↓

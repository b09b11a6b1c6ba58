//! Spawn tree reconstruction
//!
//! The parent/child structure is implied by each agent's `parent_id` and
//! `children` fields; nothing in the runtime consults it. This module
//! rebuilds the forest from a registry snapshot for inspection and
//! reporting only.

use std::collections::HashMap;

use serde::{Deserialize, Serialize};

use crate::protocol::AgentId;

/// Flat per-agent snapshot the tree is built from.
#[derive(Debug, Clone)]
pub struct TreeSeed {
    pub id: AgentId,
    pub parent_id: Option<AgentId>,
    pub children: Vec<AgentId>,
    pub mission: String,
    pub alive: bool,
    pub messages_sent: u64,
    pub summary: String,
}

/// One node of the reconstructed spawn tree.
#[derive(Debug, Clone, Serialize, Deserialize)]
pub struct TreeNode {
    pub id: AgentId,
    pub mission: String,
    pub alive: bool,
    pub messages_sent: u64,
    pub summary: String,
    pub children: Vec<TreeNode>,
}

/// The spawn forest over agents still present in the registry.
#[derive(Debug, Clone, Serialize, Deserialize)]
pub struct SpawnTree {
    roots: Vec<TreeNode>,
}

impl SpawnTree {
    /// Rebuild the forest from registry snapshots.
    ///
    /// Agents whose parent has already been unregistered are kept as
    /// roots so the whole registry stays inspectable. Children ids
    /// pointing at unregistered agents are skipped.
    pub fn build(seeds: Vec<TreeSeed>) -> Self {
        let index: HashMap<AgentId, TreeSeed> =
            seeds.into_iter().map(|s| (s.id.clone(), s)).collect();

        let mut root_ids: Vec<AgentId> = index
            .values()
            .filter(|seed| match &seed.parent_id {
                None => true,
                Some(parent) => !index.contains_key(parent),
            })
            .map(|seed| seed.id.clone())
            .collect();
        root_ids.sort_by(|a, b| a.as_str().cmp(b.as_str()));

        let roots = root_ids
            .iter()
            .filter_map(|id| Self::build_node(id, &index))
            .collect();

        Self { roots }
    }

    fn build_node(id: &AgentId, index: &HashMap<AgentId, TreeSeed>) -> Option<TreeNode> {
        let seed = index.get(id)?;
        let children = seed
            .children
            .iter()
            .filter_map(|child| Self::build_node(child, index))
            .collect();

        Some(TreeNode {
            id: seed.id.clone(),
            mission: seed.mission.clone(),
            alive: seed.alive,
            messages_sent: seed.messages_sent,
            summary: seed.summary.clone(),
            children,
        })
    }

    pub fn roots(&self) -> &[TreeNode] {
        &self.roots
    }

    /// Total node count across the forest.
    pub fn len(&self) -> usize {
        fn count(node: &TreeNode) -> usize {
            1 + node.children.iter().map(count).sum::<usize>()
        }
        self.roots.iter().map(count).sum()
    }

    pub fn is_empty(&self) -> bool {
        self.roots.is_empty()
    }

    /// JSON rendering for front ends and logs.
    pub fn to_json(&self) -> serde_json::Value {
        serde_json::to_value(self).unwrap_or(serde_json::Value::Null)
    }

    /// Depth of an agent below its root, if present.
    pub fn depth(&self, id: &AgentId) -> Option<usize> {
        fn find(node: &TreeNode, id: &AgentId, depth: usize) -> Option<usize> {
            if &node.id == id {
                return Some(depth);
            }
            node.children.iter().find_map(|c| find(c, id, depth + 1))
        }
        self.roots.iter().find_map(|r| find(r, id, 0))
    }
}
//! Main orchestrator - owns the swarm and serializes registry mutation
//!
//! Agents run as independent tokio tasks, so spawn/terminate requests are
//! never applied from the requesting task. They flow through the control
//! channel into one coordinator task, the sole structural mutator of the
//! registry. Stopping is a broadcast shutdown notice, a grace period for
//! voluntary termination, then a forced halt of whatever remains.

use std::sync::Arc;
use std::time::Duration;

use parking_lot::Mutex;
use tokio::sync::mpsc;
use tokio::task::JoinHandle;
use tracing::{debug, info, warn, instrument};

use crate::agent::AgentHandle;
use crate::control::{ChannelPair, ControlRequest, SwarmChannel, SwarmEvent};
use crate::llm::ChatClient;
use crate::protocol::{AgentConfig, AgentId, Message};
use crate::swarm::{Swarm, SwarmStatus};
use crate::toolbox::ToolRegistry;
use crate::tree::SpawnTree;

/// Reserved id of the distinguished root agent.
pub const GENESIS_ID: &str = "genesis";

/// Time agents get to react to the shutdown broadcast before their tasks
/// are aborted.
const SHUTDOWN_GRACE: Duration = Duration::from_secs(1);
/// Convergence poll interval.
const CONVERGENCE_POLL: Duration = Duration::from_millis(500);

/// The swarm orchestrator
///
/// Tracks the registry through [`Swarm`], runs the coordinator that
/// applies control requests, and exposes convergence and shutdown
/// control.
pub struct Orchestrator {
    swarm: Arc<Swarm>,
    /// Taken by the coordinator on start
    req_rx: Mutex<Option<mpsc::UnboundedReceiver<ControlRequest>>>,
    coordinator: Mutex<Option<JoinHandle<()>>>,
    event_tx: mpsc::UnboundedSender<SwarmEvent>,
}

impl Orchestrator {
    /// Create a new orchestrator with the given channel pair.
    pub fn new(
        client: Arc<dyn ChatClient>,
        tools: Arc<ToolRegistry>,
        config: AgentConfig,
        channels: ChannelPair,
    ) -> Self {
        let swarm = Swarm::new(
            client,
            tools,
            config,
            channels.req_tx,
            channels.event_tx.clone(),
        );

        Self {
            swarm: Arc::new(swarm),
            req_rx: Mutex::new(Some(channels.req_rx)),
            coordinator: Mutex::new(None),
            event_tx: channels.event_tx,
        }
    }

    /// Create an orchestrator and return a channel for communication.
    pub fn with_channel(
        client: Arc<dyn ChatClient>,
        tools: Arc<ToolRegistry>,
        config: AgentConfig,
    ) -> (Self, SwarmChannel) {
        let (channel, pair) = SwarmChannel::new();
        (Self::new(client, tools, config, pair), channel)
    }

    /// Register the distinguished root agent.
    pub fn create_genesis(&self, mission: impl Into<String>) -> AgentHandle {
        let agent = self.swarm.build_agent(
            AgentId::named(GENESIS_ID),
            None,
            mission,
            self.swarm.default_config().clone(),
        );
        self.swarm.register_agent(agent)
    }

    /// Transition to running: launch the coordinator and a lifecycle task
    /// for every already-registered agent.
    #[instrument(skip(self))]
    pub fn start(&self) {
        if self.swarm.is_running() {
            return;
        }

        let req_rx = match self.req_rx.lock().take() {
            Some(rx) => rx,
            None => {
                warn!("Orchestrator started twice; ignoring");
                return;
            }
        };

        info!(agents = self.swarm.agent_count(), "Starting swarm orchestrator");

        let swarm = Arc::clone(&self.swarm);
        *self.coordinator.lock() = Some(tokio::spawn(coordinate(swarm, req_rx)));

        self.swarm.start_all();
    }

    /// Broadcast a shutdown notice, grant a grace period for voluntary
    /// termination, then force-stop every remaining execution unit.
    ///
    /// Safe to call while agents are mid-decision: an in-flight
    /// generation call completes, and the agent discards its actions once
    /// it observes it is no longer alive.
    #[instrument(skip(self))]
    pub async fn stop(&self) {
        info!("Stopping swarm orchestrator");

        let _ = self.event_tx.send(SwarmEvent::Shutdown);
        self.swarm.bus().publish(Message::manager_broadcast("SYSTEM SHUTDOWN"));

        tokio::time::sleep(SHUTDOWN_GRACE).await;

        self.swarm.halt_all();
        if let Some(coordinator) = self.coordinator.lock().take() {
            coordinator.abort();
        }

        info!(status = %self.swarm.status(), "Swarm orchestrator stopped");
    }

    /// Poll until no live agents remain (true) or the timeout elapses
    /// (false).
    pub async fn wait_for_convergence(&self, timeout: Duration) -> bool {
        let deadline = tokio::time::Instant::now() + timeout;

        loop {
            if self.swarm.active_agents().is_empty() {
                info!("All agents terminated - swarm converged");
                return true;
            }

            if tokio::time::Instant::now() >= deadline {
                info!("Convergence timeout reached");
                return false;
            }

            tokio::time::sleep(CONVERGENCE_POLL).await;
        }
    }

    /// Spawn tree over currently registered agents, for inspection only.
    pub fn tree(&self) -> SpawnTree {
        self.swarm.tree()
    }

    pub fn status(&self) -> SwarmStatus {
        self.swarm.status()
    }

    pub fn active_agents(&self) -> Vec<AgentId> {
        self.swarm.active_agents()
    }

    /// Shared swarm state, for inspection by front ends.
    pub fn swarm(&self) -> &Arc<Swarm> {
        &self.swarm
    }
}

/// Coordinator loop: the single consumer of control requests and the only
/// execution context that mutates registry structure.
async fn coordinate(swarm: Arc<Swarm>, mut req_rx: mpsc::UnboundedReceiver<ControlRequest>) {
    debug!("Coordinator started");

    while let Some(request) = req_rx.recv().await {
        match request {
            ControlRequest::Spawn { child, parent, mission } => {
                if let Err(e) = swarm.spawn_child(child.clone(), &parent, mission) {
                    warn!(child = %child, parent = %parent, error = %e, "Spawn request rejected");
                }
            }
            ControlRequest::Terminate { id, reason } => {
                swarm.unregister_agent(&id, &reason).await;
            }
            ControlRequest::Summarize { id } => {
                if let Err(e) = swarm.update_summary(&id).await {
                    warn!(agent_id = %id, error = %e, "Summary refresh failed");
                }
            }
        }
    }

    debug!("Coordinator stopped");
}

#[cfg(test)]
mod tests {
    use super::*;
    use crate::llm::testing::ScriptedClient;

    fn orchestrator_with(client: ScriptedClient) -> (Orchestrator, SwarmChannel) {
        Orchestrator::with_channel(
            Arc::new(client),
            Arc::new(ToolRegistry::new()),
            AgentConfig { tick: Duration::from_millis(10), ..Default::default() },
        )
    }

    fn drain_events(channel: &SwarmChannel) -> Vec<SwarmEvent> {
        let mut events = Vec::new();
        while let Some(event) = channel.try_recv() {
            events.push(event);
        }
        events
    }

    #[tokio::test]
    async fn test_create_genesis_registers_root() {
        let (orchestrator, channel) = orchestrator_with(ScriptedClient::new(vec![]));
        let genesis = orchestrator.create_genesis("ping");

        assert_eq!(genesis.id(), &AgentId::named(GENESIS_ID));
        assert_eq!(orchestrator.active_agents(), vec![AgentId::named(GENESIS_ID)]);

        let tree = orchestrator.tree();
        assert_eq!(tree.roots().len(), 1);
        assert_eq!(tree.roots()[0].id, AgentId::named(GENESIS_ID));

        let events = drain_events(&channel);
        assert!(matches!(
            events.first(),
            Some(SwarmEvent::AgentSpawned { parent: None, .. })
        ));
    }

    #[tokio::test]
    async fn test_ping_mission_converges() {
        let (orchestrator, _channel) =
            orchestrator_with(ScriptedClient::new(vec!["[TERMINATE: ping complete]"]));
        orchestrator.create_genesis("ping");
        orchestrator.start();

        assert!(orchestrator.wait_for_convergence(Duration::from_secs(30)).await);

        // Give the coordinator a beat to process the unregistration.
        tokio::time::sleep(Duration::from_millis(100)).await;
        let status = orchestrator.status();
        assert_eq!(status.active_agents, 0);
        assert_eq!(status.total_spawned, 1);
        assert_eq!(status.total_died, 1);
        assert_eq!(orchestrator.swarm().agent_count(), 0);
    }

    #[tokio::test]
    async fn test_convergence_times_out_while_agent_waits() {
        let (orchestrator, _channel) =
            orchestrator_with(ScriptedClient::new(vec![]).with_fallback("[WAIT: 0]"));
        orchestrator.create_genesis("wait forever");
        orchestrator.start();

        assert!(!orchestrator.wait_for_convergence(Duration::from_millis(600)).await);

        orchestrator.stop().await;
        assert!(orchestrator.active_agents().is_empty());
    }

    #[tokio::test]
    async fn test_message_to_unregistered_id_bounces_to_sender() {
        let (orchestrator, _channel) =
            orchestrator_with(ScriptedClient::new(vec!["[MESSAGE ghost: are you there?]"]));
        let genesis = orchestrator.create_genesis("find ghost");
        orchestrator.start();

        assert!(orchestrator.wait_for_convergence(Duration::from_secs(30)).await);

        let inbox = genesis.inbox();
        assert_eq!(inbox.len(), 1);
        assert_eq!(inbox[0].from, crate::protocol::Sender::System);
        assert!(inbox[0].content.contains("ghost"));
        // Failure notices never enter the global history.
        assert_eq!(orchestrator.swarm().bus().history_len(), 0);
    }

    #[tokio::test]
    async fn test_spawned_child_joins_and_swarm_converges() {
        let (orchestrator, channel) =
            orchestrator_with(ScriptedClient::new(vec!["[SPAWN: investigate leads]"]));
        let genesis = orchestrator.create_genesis("delegate everything");
        orchestrator.start();

        assert!(orchestrator.wait_for_convergence(Duration::from_secs(30)).await);
        tokio::time::sleep(Duration::from_millis(100)).await;

        let status = orchestrator.status();
        assert_eq!(status.total_spawned, 2);
        assert_eq!(status.total_died, 2);

        let children = genesis.children();
        assert_eq!(children.len(), 1);

        let spawned: Vec<(AgentId, Option<AgentId>)> = drain_events(&channel)
            .into_iter()
            .filter_map(|e| match e {
                SwarmEvent::AgentSpawned { id, parent, .. } => Some((id, parent)),
                _ => None,
            })
            .collect();
        assert_eq!(spawned.len(), 2);
        assert_eq!(spawned[0].0, AgentId::named(GENESIS_ID));
        assert_eq!(spawned[1].0, children[0]);
        assert_eq!(spawned[1].1.as_ref(), Some(genesis.id()));
    }

    #[tokio::test]
    async fn test_external_terminate_request() {
        let (orchestrator, channel) =
            orchestrator_with(ScriptedClient::new(vec![]).with_fallback("[WAIT: 0]"));
        let genesis = orchestrator.create_genesis("idle");
        orchestrator.start();
        tokio::time::sleep(Duration::from_millis(100)).await;

        channel
            .send(ControlRequest::Terminate {
                id: genesis.id().clone(),
                reason: "operator kill".into(),
            })
            .unwrap();

        assert!(orchestrator.wait_for_convergence(Duration::from_secs(30)).await);
        assert!(!genesis.is_alive());
    }

    #[tokio::test]
    async fn test_stop_emits_shutdown_and_halts() {
        let (orchestrator, channel) =
            orchestrator_with(ScriptedClient::new(vec![]).with_fallback("[WAIT: 0]"));
        orchestrator.create_genesis("linger");
        orchestrator.start();
        tokio::time::sleep(Duration::from_millis(50)).await;

        orchestrator.stop().await;

        // Registry entry survives a forced halt, but nothing is live.
        assert_eq!(orchestrator.swarm().agent_count(), 1);
        assert!(orchestrator.active_agents().is_empty());
        assert!(drain_events(&channel)
            .iter()
            .any(|e| matches!(e, SwarmEvent::Shutdown)));
    }

    #[tokio::test]
    async fn test_start_twice_is_harmless() {
        let (orchestrator, _channel) =
            orchestrator_with(ScriptedClient::new(vec!["[TERMINATE: done]"]));
        orchestrator.create_genesis("once");
        orchestrator.start();
        orchestrator.start();

        assert!(orchestrator.wait_for_convergence(Duration::from_secs(30)).await);
    }
}
const SYSTEM_PROMPT: &str = "\
You are an autonomous agent in a multi-agent system. You can spawn other \
agents, communicate, and terminate yourself.

YOUR CAPABILITIES:

1. SPAWN - Create child agents for subtasks
   Format: [SPAWN: <mission description>]
   Use when: the task is complex, needs parallel exploration, or requires specialized focus

2. BROADCAST - Send a message to all agents
   Format: [BROADCAST: <message>]
   Use when: sharing discoveries, coordinating work, announcing findings

3. MESSAGE - Send a direct message to a specific agent
   Format: [MESSAGE <agent_id>: <message>]
   Use when: coordinating with one agent, asking for help, sharing relevant info

4. WAIT - Wait for messages
   Format: [WAIT: 0]
   Use when: expecting responses from agents, need to synchronize
   Note: waits until a message arrives

5. REPORT - Send important findings to the human user
   Format: [REPORT: <message>]
   Use when: sharing final results, important discoveries, or progress

6. TERMINATE - End your existence
   Format: [TERMINATE: <reason>]
   Use when: your work is done, you are redundant, or you reached a dead end

IMPORTANT RULES:
- Be concise (tokens are expensive)
- Spawn agents when you identify parallel work
- Terminate when your specific task is complete
- Check the active agents list before messaging

IDENTITY:
Agent ID: {agent_id}
Mission: {mission}
Parent: {parent}
";

/// Status of a recorded tool invocation.
#[derive(Debug, Clone, Copy, PartialEq, Eq)]
pub enum ToolStatus {
    Success,
    Error,
}

impl std::fmt::Display for ToolStatus {
    fn fmt(&self, f: &mut std::fmt::Formatter<'_>) -> std::fmt::Result {
        match self {
            ToolStatus::Success => f.write_str("success"),
            ToolStatus::Error => f.write_str("error"),
        }
    }
}

/// Local record of one tool invocation, visible to the agent on its next
/// decision step.
#[derive(Debug, Clone)]
pub struct ToolUpdate {
    pub tool: String,
    pub status: ToolStatus,
    pub message: String,
    pub timestamp: DateTime<Utc>,
}

/// Local audit record of one REPORT action.
#[derive(Debug, Clone)]
pub struct Report {
    pub text: String,
    pub timestamp: DateTime<Utc>,
}

/// Shared services every agent is wired to at construction. Children
/// receive a clone of their parent's link, which is how tool tables are
/// inherited down the spawn tree.
#[derive(Clone)]
pub struct SwarmLink {
    pub bus: Arc<MessageBus>,
    pub roster: Arc<Roster>,
    pub client: Arc<dyn ChatClient>,
    pub tools: Arc<ToolRegistry>,
    pub req_tx: mpsc::UnboundedSender<ControlRequest>,
    pub event_tx: mpsc::UnboundedSender<SwarmEvent>,
}

/// A single autonomous agent
pub struct Agent {
    /// Unique identifier
    pub id: AgentId,
    /// Parent agent (None for roots)
    pub parent_id: Option<AgentId>,
    /// Immutable goal assigned at creation
    pub mission: String,
    /// Model configuration, inherited by children
    pub config: AgentConfig,
    /// Creation instant
    pub birth_time: DateTime<Utc>,
    /// Children ids, appended before each spawn request is sent
    children: RwLock<Vec<AgentId>>,
    /// true at birth, flips to false exactly once
    alive: AtomicBool,
    /// Full role-tagged history fed to every generation call
    transcript: RwLock<Vec<ChatMessage>>,
    /// Every message ever delivered to this agent
    inbox: RwLock<Vec<Message>>,
    /// Recorded tool invocations
    tool_updates: RwLock<Vec<ToolUpdate>>,
    /// Recorded REPORT output
    reports: RwLock<Vec<Report>>,
    messages_sent: AtomicU64,
    link: SwarmLink,
}
//! Mailbox message bus
//!
//! One FIFO mailbox per registered agent id. Direct messages to an
//! unregistered id bounce back to the sender as a synthesized system
//! notice; broadcasts fan out to every registered mailbox except the
//! sender's. Delivery is at-most-once, FIFO per sender/receiver pair.

use std::collections::{HashMap, VecDeque};
use std::sync::Arc;

use parking_lot::{Mutex, RwLock};
use tokio::sync::Notify;
use tracing::{debug, warn};

use crate::protocol::{AgentId, Message, Recipient, Sender};

/// Global history capacity; oldest entries are evicted first.
const HISTORY_CAP: usize = 1000;

struct Mailbox {
    queue: Mutex<VecDeque<Message>>,
    notify: Notify,
}

impl Mailbox {
    fn new() -> Self {
        Self {
            queue: Mutex::new(VecDeque::new()),
            notify: Notify::new(),
        }
    }

    fn push(&self, message: Message) {
        self.queue.lock().push_back(message);
        self.notify.notify_one();
    }
}

/// Routes point-to-point and broadcast messages between agents.
pub struct MessageBus {
    mailboxes: RwLock<HashMap<AgentId, Arc<Mailbox>>>,
    history: Mutex<VecDeque<Message>>,
}

impl MessageBus {
    pub fn new() -> Self {
        Self {
            mailboxes: RwLock::new(HashMap::new()),
            history: Mutex::new(VecDeque::new()),
        }
    }

    /// Create a mailbox for an agent. Idempotent.
    pub fn register(&self, id: &AgentId) {
        self.mailboxes
            .write()
            .entry(id.clone())
            .or_insert_with(|| Arc::new(Mailbox::new()));
    }

    /// Destroy an agent's mailbox, returning any undelivered messages.
    /// Wakes anything blocked on [`MessageBus::wait_any`] for this id.
    pub fn unregister(&self, id: &AgentId) -> Vec<Message> {
        match self.mailboxes.write().remove(id) {
            Some(mailbox) => {
                let drained = mailbox.queue.lock().drain(..).collect();
                mailbox.notify.notify_waiters();
                drained
            }
            None => Vec::new(),
        }
    }

    pub fn is_registered(&self, id: &AgentId) -> bool {
        self.mailboxes.read().contains_key(id)
    }

    /// Route a message.
    ///
    /// Broadcasts are enqueued for every registered agent except the
    /// sender. A direct message to an unregistered id is not delivered
    /// and not recorded; instead a system failure notice goes back to the
    /// sender, if the sender itself is still registered.
    pub fn publish(&self, message: Message) {
        match &message.to {
            Recipient::Broadcast => {
                self.record(message.clone());
                let mailboxes = self.mailboxes.read();
                for (id, mailbox) in mailboxes.iter() {
                    if let Sender::Agent(from) = &message.from {
                        if from == id {
                            continue;
                        }
                    }
                    mailbox.push(message.clone());
                }
            }
            Recipient::Agent(target) => {
                let delivered = {
                    let mailboxes = self.mailboxes.read();
                    match mailboxes.get(target) {
                        Some(mailbox) => {
                            mailbox.push(message.clone());
                            true
                        }
                        None => false,
                    }
                };

                if delivered {
                    self.record(message);
                } else if let Sender::Agent(from) = &message.from {
                    warn!(from = %from, to = %target, "Delivery failed: target not registered");
                    let mut snippet: String = message.content.chars().take(100).collect();
                    if snippet.len() < message.content.len() {
                        snippet.push_str("...");
                    }
                    let notice = Message::system(
                        from.clone(),
                        format!(
                            "DELIVERY FAILED: Agent {target} is not active. \
                             Your message was not delivered: {snippet}"
                        ),
                    );
                    // Failure notices bypass the global history.
                    let mailboxes = self.mailboxes.read();
                    if let Some(mailbox) = mailboxes.get(from) {
                        mailbox.push(notice);
                    }
                }
            }
        }
    }

    /// Take every currently queued message for an agent, non-blocking.
    pub fn drain(&self, id: &AgentId) -> Vec<Message> {
        let mailbox = match self.mailboxes.read().get(id) {
            Some(m) => Arc::clone(m),
            None => return Vec::new(),
        };
        let messages: Vec<Message> = mailbox.queue.lock().drain(..).collect();
        if !messages.is_empty() {
            debug!(agent_id = %id, count = messages.len(), "Drained mailbox");
        }
        messages
    }

    /// Block until the agent's mailbox holds at least one message.
    ///
    /// Returns immediately if the id is not (or no longer) registered.
    /// Each mailbox has a single consumer, so a check-then-wait with the
    /// notify permit is race-free.
    pub async fn wait_any(&self, id: &AgentId) {
        loop {
            let mailbox = match self.mailboxes.read().get(id) {
                Some(m) => Arc::clone(m),
                None => return,
            };
            let notified = mailbox.notify.notified();
            if !mailbox.queue.lock().is_empty() {
                return;
            }
            notified.await;
        }
    }

    /// Most recent `limit` entries of the global history.
    pub fn history(&self, limit: usize) -> Vec<Message> {
        let history = self.history.lock();
        let skip = history.len().saturating_sub(limit);
        history.iter().skip(skip).cloned().collect()
    }

    pub fn history_len(&self) -> usize {
        self.history.lock().len()
    }

    fn record(&self, message: Message) {
        let mut history = self.history.lock();
        history.push_back(message);
        if history.len() > HISTORY_CAP {
            history.pop_front();
        }
    }
}

impl Default for MessageBus {
    fn default() -> Self {
        Self::new()
    }
}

↑

* **What you have to do**
Each line from the beginning of the listing up to the line where "use std::collections::HashMap;" appears needs to be given again exactly; please add nothing else.

* **Expected output**
repository b09b11a6b1c6ba58
//! Spawn tree reconstruction
//!
//! The parent/child structure is implied by each agent's `parent_id` and
//! `children` fields; nothing in the runtime consults it. This module
//! rebuilds the forest from a registry snapshot for inspection and
//! reporting only.

use std::collections::HashMap;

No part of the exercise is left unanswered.